Using the data below, find how many lines include the word "WebhookLogFilter" and report that figure alone.

□ □ □

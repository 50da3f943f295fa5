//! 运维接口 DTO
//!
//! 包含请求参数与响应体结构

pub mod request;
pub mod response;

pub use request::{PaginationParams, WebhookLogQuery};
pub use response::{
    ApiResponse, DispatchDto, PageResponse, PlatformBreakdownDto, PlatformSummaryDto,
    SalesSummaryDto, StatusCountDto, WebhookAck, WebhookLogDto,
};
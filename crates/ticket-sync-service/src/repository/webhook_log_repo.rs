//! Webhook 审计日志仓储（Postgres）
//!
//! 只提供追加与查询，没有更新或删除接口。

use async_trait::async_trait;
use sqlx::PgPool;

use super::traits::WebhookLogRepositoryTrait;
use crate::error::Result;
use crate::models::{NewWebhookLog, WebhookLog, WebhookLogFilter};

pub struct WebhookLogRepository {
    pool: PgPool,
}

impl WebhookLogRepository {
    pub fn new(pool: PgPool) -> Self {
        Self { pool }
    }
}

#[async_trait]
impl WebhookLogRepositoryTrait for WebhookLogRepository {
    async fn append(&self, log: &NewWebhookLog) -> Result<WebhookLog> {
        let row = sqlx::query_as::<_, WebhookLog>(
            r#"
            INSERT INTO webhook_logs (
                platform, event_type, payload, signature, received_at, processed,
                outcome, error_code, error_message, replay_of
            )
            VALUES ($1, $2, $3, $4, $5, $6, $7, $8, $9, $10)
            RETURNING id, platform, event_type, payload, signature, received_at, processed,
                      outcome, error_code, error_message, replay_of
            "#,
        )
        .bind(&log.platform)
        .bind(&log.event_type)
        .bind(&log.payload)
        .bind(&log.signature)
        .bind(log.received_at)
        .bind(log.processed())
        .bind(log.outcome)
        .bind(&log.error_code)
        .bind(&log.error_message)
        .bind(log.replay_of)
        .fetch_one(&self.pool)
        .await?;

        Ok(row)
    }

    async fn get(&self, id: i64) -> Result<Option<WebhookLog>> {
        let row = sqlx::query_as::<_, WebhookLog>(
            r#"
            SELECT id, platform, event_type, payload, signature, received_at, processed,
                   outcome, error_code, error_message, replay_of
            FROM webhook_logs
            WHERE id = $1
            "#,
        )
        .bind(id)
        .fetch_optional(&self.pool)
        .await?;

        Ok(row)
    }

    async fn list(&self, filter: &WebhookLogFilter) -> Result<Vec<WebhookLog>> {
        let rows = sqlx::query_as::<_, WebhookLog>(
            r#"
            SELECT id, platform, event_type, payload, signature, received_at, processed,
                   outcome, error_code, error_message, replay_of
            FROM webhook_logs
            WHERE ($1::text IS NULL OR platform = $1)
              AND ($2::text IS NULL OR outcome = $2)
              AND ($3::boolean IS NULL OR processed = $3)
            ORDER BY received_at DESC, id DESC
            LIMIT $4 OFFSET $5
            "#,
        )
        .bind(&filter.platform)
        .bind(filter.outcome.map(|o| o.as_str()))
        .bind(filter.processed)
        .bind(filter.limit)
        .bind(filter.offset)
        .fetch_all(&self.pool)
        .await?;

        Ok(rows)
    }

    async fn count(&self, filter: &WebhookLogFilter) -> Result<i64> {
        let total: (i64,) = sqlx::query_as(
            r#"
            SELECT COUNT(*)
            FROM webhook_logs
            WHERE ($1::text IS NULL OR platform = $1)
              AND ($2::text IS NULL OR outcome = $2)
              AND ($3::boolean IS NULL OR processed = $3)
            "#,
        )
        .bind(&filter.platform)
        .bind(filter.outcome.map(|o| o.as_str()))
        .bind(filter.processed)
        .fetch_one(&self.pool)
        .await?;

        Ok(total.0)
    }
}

□ □ □

§ Task answer: 3